Despite the obvious gloominess of the current state of the oil and gas industry, an interesting reservoir characterization opportunity now presents itself to those exploration and production companies (E&Ps) that are looking for a silver lining: the collection of downhole buildup data on temporarily shut-in wells.

In this article, I describe how the pressure buildup—a well-testing technique that has been relegated to obscurity in the face of 15 years of fast-paced shale resource development—can complement existing methods and workflows that rely heavily on flowing data for reservoir characterization, or rate transient analysis (RTA).

Potential benefits with high return on investment (ROI) abound, including confirmation of hydrocarbons in place, identification of accumulated productivity loss, interference detection/quantification, and high-resolution fracture characterization.

In the Beginning, There Was PTA

The common “ancestor” upon which all well-testing techniques are based, including RTA, is the constant-rate drawdown. This represents the confluence of theoretical and practical in the world of pressure transient analysis (PTA)—a simple experiment whereby rate is held constant and the flowing pressure response is measured. The pressure buildup (PBU) test is an ingenious extension to the drawdown and can be thought of as a mirror image of the preceding drawdown test.

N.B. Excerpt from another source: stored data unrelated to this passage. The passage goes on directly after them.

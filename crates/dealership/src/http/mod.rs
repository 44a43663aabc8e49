//! HTTP API for dealership.
//!
//! [`build_router`] assembles every `/api` route, static image serving, CORS
//! and request tracing around a shared [`AppState`]. [`serve`] binds it and
//! runs until Ctrl-C or SIGTERM.

mod auth;
mod feedback;
mod middleware;
mod orders;
mod response;
mod users;
mod vehicles;

use std::path::PathBuf;
use std::sync::atomic::AtomicU64;
use std::sync::{Arc, Mutex, MutexGuard};

use axum::extract::DefaultBodyLimit;
use axum::http::{header, HeaderValue, Method};
use axum::middleware::from_fn_with_state;
use axum::routing::{get, post, put};
use axum::Router;
use tokio::net::TcpListener;
use tower_http::cors::{AllowOrigin, CorsLayer};
use tower_http::services::ServeDir;
use tracing::{info, warn};

use crate::auth::TokenSigner;
use crate::config::Config;
use crate::error::{Error, Result};
use crate::storage::Storage;

pub use response::{JsonBody, PathId};

/// Shared state handed to every handler.
#[derive(Debug, Clone)]
pub struct AppState {
    storage: Arc<Mutex<Storage>>,
    /// Issues and verifies bearer tokens.
    pub tokens: Arc<TokenSigner>,
    /// Effective configuration.
    pub config: Arc<Config>,
    request_id_seed: Arc<AtomicU64>,
}

impl AppState {
    /// Build the state from an open store and a validated configuration.
    ///
    /// # Errors
    ///
    /// Returns a configuration error if no usable signing secret is set.
    pub fn new(storage: Storage, config: Config) -> Result<Self> {
        let tokens = TokenSigner::new(config.jwt_secret()?, config.token_ttl());
        Ok(Self {
            storage: Arc::new(Mutex::new(storage)),
            tokens: Arc::new(tokens),
            config: Arc::new(config),
            request_id_seed: Arc::new(AtomicU64::new(1)),
        })
    }

    /// Lock the store.
    ///
    /// The guard must not be held across an `.await`.
    ///
    /// # Errors
    ///
    /// Returns an internal error if a previous holder panicked.
    pub fn storage(&self) -> Result<MutexGuard<'_, Storage>> {
        self.storage
            .lock()
            .map_err(|_| Error::internal("storage lock poisoned"))
    }

    /// Directory uploaded images are written to and served from.
    #[must_use]
    pub fn uploads_dir(&self) -> PathBuf {
        self.config.uploads_dir()
    }
}

/// Build the application router.
pub fn build_router(state: AppState) -> Router {
    let api = Router::new()
        .route("/auth/register", post(auth::register))
        .route("/auth/login", post(auth::login))
        .route("/auth/me", get(auth::me))
        .route(
            "/vehicles",
            get(vehicles::list_vehicles).post(vehicles::create_vehicle),
        )
        .route(
            "/vehicles/{id}",
            get(vehicles::get_vehicle)
                .put(vehicles::update_vehicle)
                .delete(vehicles::delete_vehicle),
        )
        .route("/users", get(users::list_users).post(users::create_user))
        .route("/users/profile", put(users::update_profile))
        .route(
            "/users/{id}",
            get(users::get_user)
                .put(users::update_user)
                .delete(users::delete_user),
        )
        .route(
            "/orders",
            get(orders::list_orders).post(orders::create_order),
        )
        .route("/orders/my-orders", get(orders::my_orders))
        .route(
            "/orders/{id}",
            get(orders::get_order)
                .put(orders::update_order)
                .delete(orders::delete_order),
        )
        .route("/feedback", post(feedback::create_feedback))
        .route("/feedback/admin", get(feedback::list_feedback));

    Router::new()
        .route("/", get(root))
        .nest("/api", api)
        .nest_service("/images", ServeDir::new(state.uploads_dir()))
        .layer(DefaultBodyLimit::max(state.config.uploads.max_bytes))
        .layer(cors_layer(&state.config))
        .layer(from_fn_with_state(
            state.clone(),
            middleware::request_tracing,
        ))
        .with_state(state)
}

async fn root() -> &'static str {
    "API is running..."
}

/// Run CPU-heavy work (password hashing) off the async workers.
async fn blocking<T, F>(work: F) -> Result<T>
where
    T: Send + 'static,
    F: FnOnce() -> Result<T> + Send + 'static,
{
    tokio::task::spawn_blocking(work)
        .await
        .map_err(|e| Error::internal(format!("blocking task failed: {e}")))?
}

fn cors_layer(config: &Config) -> CorsLayer {
    let origins: Vec<HeaderValue> = config
        .server
        .cors_allowed_origins
        .iter()
        .filter_map(|origin| match HeaderValue::from_str(origin) {
            Ok(value) => Some(value),
            Err(_) => {
                warn!(%origin, "ignoring invalid CORS origin");
                None
            }
        })
        .collect();
    let allow_origin = if origins.is_empty() {
        AllowOrigin::any()
    } else {
        AllowOrigin::list(origins)
    };

    CorsLayer::new()
        .allow_origin(allow_origin)
        .allow_methods([
            Method::GET,
            Method::POST,
            Method::PUT,
            Method::DELETE,
            Method::OPTIONS,
        ])
        .allow_headers([header::CONTENT_TYPE, header::AUTHORIZATION])
}

/// Bind the configured address and serve until a shutdown signal arrives.
///
/// # Errors
///
/// Returns an error if the address can't be bound, the upload directory
/// can't be created, or the server fails.
pub async fn serve(state: AppState) -> Result<()> {
    let uploads = state.uploads_dir();
    std::fs::create_dir_all(&uploads).map_err(|source| Error::DirectoryCreate {
        path: uploads.clone(),
        source,
    })?;

    let addr = state.config.bind_address();
    let listener = TcpListener::bind(&addr)
        .await
        .map_err(|source| Error::Bind {
            addr: addr.clone(),
            source,
        })?;
    info!(
        addr = %listener.local_addr()?,
        uploads = %uploads.display(),
        "Server is running"
    );

    axum::serve(listener, build_router(state))
        .with_graceful_shutdown(shutdown_signal())
        .await?;
    info!("Server stopped");
    Ok(())
}

async fn shutdown_signal() {
    #[cfg(unix)]
    {
        use tokio::signal::unix::{signal, SignalKind};
        match (
            signal(SignalKind::terminate()),
            signal(SignalKind::interrupt()),
        ) {
            (Ok(mut sigterm), Ok(mut sigint)) => {
                tokio::select! {
                    _ = sigterm.recv() => {}
                    _ = sigint.recv() => {}
                }
            }
            _ => {
                warn!("failed to install signal handlers, falling back to Ctrl-C");
                let _ = tokio::signal::ctrl_c().await;
            }
        }
    }
    #[cfg(not(unix))]
    {
        let _ = tokio::signal::ctrl_c().await;
    }
    info!("Shutdown signal received");
}
//! Request field validation.
//!
//! Input types collect every failing field into a [`Validator`] and turn it
//! into a single [`Error::Validation`] so clients see all problems at once.

use std::sync::LazyLock;

use regex::Regex;
use serde::Deserialize;

use crate::error::{Error, FieldError, Result};

static EMAIL_PATTERN: LazyLock<Regex> = LazyLock::new(|| {
    Regex::new(r"^[A-Za-z0-9.!#$%&'*+/=?^_`{|}~-]+@[A-Za-z0-9](?:[A-Za-z0-9-]{0,61}[A-Za-z0-9])?(?:\.[A-Za-z0-9](?:[A-Za-z0-9-]{0,61}[A-Za-z0-9])?)+$")
        .expect("email pattern is valid")
});

/// A number that may arrive as a JSON number or as a string.
///
/// Form posts and multipart uploads send everything as text, so numeric
/// fields accept both.
#[derive(Debug, Clone, PartialEq, Deserialize)]
#[serde(untagged)]
pub enum Numeric {
    /// An integral JSON number.
    Int(i64),
    /// A JSON number with a fractional part or exponent.
    Float(f64),
    /// A string holding a number.
    Text(String),
}

impl Numeric {
    /// Interpret the value as a whole number.
    #[must_use]
    #[allow(clippy::cast_possible_truncation, clippy::cast_precision_loss)]
    pub fn as_i64(&self) -> Option<i64> {
        match self {
            Self::Int(n) => Some(*n),
            Self::Float(f) if f.fract() == 0.0 && f.abs() < i64::MAX as f64 => Some(*f as i64),
            Self::Float(_) => None,
            Self::Text(s) => s.trim().parse().ok(),
        }
    }
}

impl From<i64> for Numeric {
    fn from(n: i64) -> Self {
        Self::Int(n)
    }
}

/// Accumulates field errors for one request.
#[derive(Debug, Default)]
pub struct Validator {
    errors: Vec<FieldError>,
}

impl Validator {
    /// Create an empty validator.
    #[must_use]
    pub fn new() -> Self {
        Self::default()
    }

    /// Record a failure for `field`.
    pub fn fail(&mut self, field: &str, msg: &str) {
        self.errors.push(FieldError::body(field, msg));
    }

    /// Record a failure for `field` unless `ok` holds.
    pub fn check(&mut self, ok: bool, field: &str, msg: &str) {
        if !ok {
            self.fail(field, msg);
        }
    }

    /// Require a non-blank string, returning it trimmed.
    pub fn required(&mut self, field: &str, value: Option<&str>, msg: &str) -> Option<String> {
        match value.map(str::trim) {
            Some(v) if !v.is_empty() => Some(v.to_string()),
            _ => {
                self.fail(field, msg);
                None
            }
        }
    }

    /// Validate an optional string: absent is fine, present must be non-blank.
    pub fn optional(&mut self, field: &str, value: Option<&str>, msg: &str) -> Option<String> {
        value.and_then(|v| self.required(field, Some(v), msg))
    }

    /// Require a syntactically valid email, returning it normalized.
    pub fn email(&mut self, field: &str, value: Option<&str>, msg: &str) -> Option<String> {
        match value {
            Some(v) if is_valid_email(v.trim()) => Some(normalize_email(v)),
            _ => {
                self.fail(field, msg);
                None
            }
        }
    }

    /// Require a string of at least `min` characters. The value is not trimmed.
    pub fn min_len(
        &mut self,
        field: &str,
        value: Option<&str>,
        min: usize,
        msg: &str,
    ) -> Option<String> {
        match value {
            Some(v) if v.chars().count() >= min => Some(v.to_string()),
            _ => {
                self.fail(field, msg);
                None
            }
        }
    }

    /// Require a whole number no smaller than `min`.
    pub fn integer(
        &mut self,
        field: &str,
        value: Option<&Numeric>,
        min: i64,
        msg: &str,
    ) -> Option<i64> {
        match value.and_then(Numeric::as_i64) {
            Some(n) if n >= min => Some(n),
            _ => {
                self.fail(field, msg);
                None
            }
        }
    }

    /// Require a whole number inside `range`.
    pub fn integer_in(
        &mut self,
        field: &str,
        value: Option<&Numeric>,
        range: std::ops::RangeInclusive<i64>,
        msg: &str,
    ) -> Option<i64> {
        match value.and_then(Numeric::as_i64) {
            Some(n) if range.contains(&n) => Some(n),
            _ => {
                self.fail(field, msg);
                None
            }
        }
    }

    /// Whether no failures were recorded.
    #[must_use]
    pub fn is_ok(&self) -> bool {
        self.errors.is_empty()
    }

    /// Finish validation.
    ///
    /// # Errors
    ///
    /// Returns [`Error::Validation`] carrying every recorded failure.
    pub fn finish(self) -> Result<()> {
        if self.errors.is_empty() {
            Ok(())
        } else {
            Err(Error::Validation(self.errors))
        }
    }
}

/// Check whether `email` looks like a deliverable address.
#[must_use]
pub fn is_valid_email(email: &str) -> bool {
    email.len() <= 254 && EMAIL_PATTERN.is_match(email)
}

/// Canonical form used for storage and lookup.
#[must_use]
pub fn normalize_email(email: &str) -> String {
    email.trim().to_lowercase()
}

/// Escape HTML-significant characters.
#[must_use]
pub fn escape_html(input: &str) -> String {
    let mut out = String::with_capacity(input.len());
    for ch in input.chars() {
        match ch {
            '&' => out.push_str("&amp;"),
            '<' => out.push_str("&lt;"),
            '>' => out.push_str("&gt;"),
            '"' => out.push_str("&quot;"),
            '\'' => out.push_str("&#x27;"),
            '/' => out.push_str("&#x2F;"),
            '\\' => out.push_str("&#x5C;"),
            '`' => out.push_str("&#96;"),
            _ => out.push(ch),
        }
    }
    out
}
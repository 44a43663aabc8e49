//! Authentication and authorization.
//!
//! Passwords are stored as Argon2 hashes, sessions are stateless signed
//! tokens, and [`AuthUser`] guards protected routes.

mod guard;
pub mod password;
pub mod token;

pub use guard::AuthUser;
pub use password::{hash_password, verify_password};
pub use token::{Claims, TokenSigner};
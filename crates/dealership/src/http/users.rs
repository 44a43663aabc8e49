use axum::extract::State;
use tracing::info;

use super::response::{ApiResponse, Empty, JsonBody, PathId};
use super::{blocking, AppState};
use crate::auth::{hash_password, AuthUser};
use crate::error::{Error, Result};
use crate::model::{ProfileInput, Role, User, UserInput, UserPatch};

/// `GET /api/users`
pub(super) async fn list_users(
    State(state): State<AppState>,
    caller: AuthUser,
) -> Result<ApiResponse<Vec<User>>> {
    caller.authorize(&[Role::Admin])?;
    let users = state.storage()?.list_users()?;
    Ok(ApiResponse::list(users))
}

/// `POST /api/users`
pub(super) async fn create_user(
    State(state): State<AppState>,
    caller: AuthUser,
    JsonBody(input): JsonBody<UserInput>,
) -> Result<ApiResponse<User>> {
    caller.authorize(&[Role::Admin])?;
    let new_user = input.into_new()?;
    let existing = state.storage()?.find_user_by_email(&new_user.email)?;
    if existing.is_some() {
        return Err(Error::DuplicateEmail);
    }

    let password = new_user.password.clone();
    let hash = blocking(move || hash_password(&password)).await?;
    let user = state.storage()?.create_user(&new_user, &hash)?;
    info!(user_id = user.id, role = %user.role, by = caller.id(), "User created");
    Ok(ApiResponse::created(user))
}

/// `GET /api/users/{id}`
pub(super) async fn get_user(
    State(state): State<AppState>,
    caller: AuthUser,
    PathId(id): PathId,
) -> Result<ApiResponse<User>> {
    caller.authorize(&[Role::Admin])?;
    let user = state.storage()?.get_user(id)?;
    user.map(ApiResponse::ok).ok_or(Error::NotFound("User"))
}

/// `PUT /api/users/{id}`
pub(super) async fn update_user(
    State(state): State<AppState>,
    caller: AuthUser,
    PathId(id): PathId,
    JsonBody(input): JsonBody<UserInput>,
) -> Result<ApiResponse<User>> {
    caller.authorize(&[Role::Admin])?;
    let patch = input.into_patch()?;
    let user = apply_patch(&state, id, patch).await?;
    user.map(ApiResponse::ok).ok_or(Error::NotFound("User"))
}

/// `DELETE /api/users/{id}`
pub(super) async fn delete_user(
    State(state): State<AppState>,
    caller: AuthUser,
    PathId(id): PathId,
) -> Result<ApiResponse<Empty>> {
    caller.authorize(&[Role::Admin])?;
    let deleted = state.storage()?.delete_user(id)?;
    if !deleted {
        return Err(Error::NotFound("User"));
    }
    info!(user_id = id, by = caller.id(), "User deleted");
    Ok(ApiResponse::ok(Empty {}))
}

/// `PUT /api/users/profile`
pub(super) async fn update_profile(
    State(state): State<AppState>,
    caller: AuthUser,
    JsonBody(input): JsonBody<ProfileInput>,
) -> Result<ApiResponse<User>> {
    let patch = input.into_patch()?;
    let user = apply_patch(&state, caller.id(), patch).await?;
    user.map(ApiResponse::ok).ok_or(Error::NotFound("User"))
}

async fn apply_patch(state: &AppState, id: i64, patch: UserPatch) -> Result<Option<User>> {
    let hash = match patch.password.clone() {
        Some(password) => Some(blocking(move || hash_password(&password)).await?),
        None => None,
    };
    let user = state.storage()?.update_user(id, &patch, hash.as_deref())?;
    Ok(user)
}
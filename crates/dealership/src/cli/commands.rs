//! CLI command definitions.
//!
//! This module defines the structure of all CLI subcommands.

use std::path::PathBuf;

use clap::{Args, Subcommand};

use crate::seed::{DEFAULT_ADMIN_EMAIL, DEFAULT_ADMIN_NAME, DEFAULT_ADMIN_PASSWORD};

/// Serve command arguments.
#[derive(Debug, Args)]
pub struct ServeCommand {
    /// Interface to bind (overrides `server.host`)
    #[arg(long)]
    pub host: Option<String>,

    /// Port to listen on (overrides `server.port`)
    #[arg(short, long)]
    pub port: Option<u16>,
}

/// Status command arguments.
#[derive(Debug, Args)]
pub struct StatusCommand {
    /// Output as JSON
    #[arg(short, long)]
    pub json: bool,
}

/// Administrator account commands.
#[derive(Debug, Subcommand)]
pub enum AdminCommand {
    /// Create an administrator if the email is not registered yet
    Create {
        /// Login email
        #[arg(long, default_value = DEFAULT_ADMIN_EMAIL)]
        email: String,

        /// Login password
        #[arg(long, default_value = DEFAULT_ADMIN_PASSWORD)]
        password: String,

        /// Display name
        #[arg(long, default_value = DEFAULT_ADMIN_NAME)]
        name: String,
    },
}

/// Vehicle seed data commands.
#[derive(Debug, Subcommand)]
pub enum SeedCommand {
    /// Import a JSON array of vehicles
    Import {
        /// Path to the JSON file
        file: PathBuf,
    },

    /// Delete every vehicle
    Destroy {
        /// Skip confirmation prompt
        #[arg(short, long)]
        yes: bool,
    },
}

/// User account commands.
#[derive(Debug, Subcommand)]
pub enum UsersCommand {
    /// List every account
    List {
        /// Output as JSON
        #[arg(short, long)]
        json: bool,
    },
}

/// Configuration commands.
#[derive(Debug, Subcommand)]
pub enum ConfigCommand {
    /// Show current configuration
    Show {
        /// Output as JSON
        #[arg(short, long)]
        json: bool,
    },

    /// Show the configuration file path
    Path,

    /// Validate configuration
    Validate {
        /// Path to configuration file to validate
        #[arg(short, long)]
        file: Option<PathBuf>,
    },
}

#[cfg(test)]
mod tests {
    use super::*;

    #[test]
    fn test_admin_command_debug() {
        let cmd = AdminCommand::Create {
            email: DEFAULT_ADMIN_EMAIL.to_string(),
            password: DEFAULT_ADMIN_PASSWORD.to_string(),
            name: DEFAULT_ADMIN_NAME.to_string(),
        };
        let debug_str = format!("{cmd:?}");
        assert!(debug_str.contains("Create"));
        assert!(debug_str.contains(DEFAULT_ADMIN_EMAIL));
    }

    #[test]
    fn test_seed_command_debug() {
        let cmd = SeedCommand::Destroy { yes: false };
        let debug_str = format!("{cmd:?}");
        assert!(debug_str.contains("Destroy"));
        assert!(debug_str.contains("yes"));
    }

    #[test]
    fn test_config_command_debug() {
        let cmd = ConfigCommand::Show { json: false };
        let debug_str = format!("{cmd:?}");
        assert!(debug_str.contains("Show"));
    }
}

Illustration of a simple drawdown and buildup. Source: Saga Wisdom

A drawdown test on its own has limited appeal, but the combination of drawdown followed by a pressure buildup is very valuable. The reason for this has nothing to do with PTA theory. The drawdown equation covers everything we need.

In fact, the PBU doesn’t even have a mathematical solution; its application requires the principle of superposition—a production and injection rate of equal magnitude resulting in a net “zero” rate.

So why do we go through the trouble of measuring and analyzing buildup pressures at all? The reason is simple: the drawdown response is subject to disturbances (fluid flowing through pipes is noisy), making it difficult to control and analyze.

By contrast, the buildup response is clean and quiet.

Imagine there is someone in a room with the door closed and the TV volume turned up all the way. They are whispering and you are on the other side of the door trying to hear what they are saying. That is the drawdown test. There is a reservoir signal—the whispering—but it is very hard to hear it over the noise.

In this analogy, a PBU test is like opening the door and turning the TV off. The whisper is the same, but now you can hear it much more clearly.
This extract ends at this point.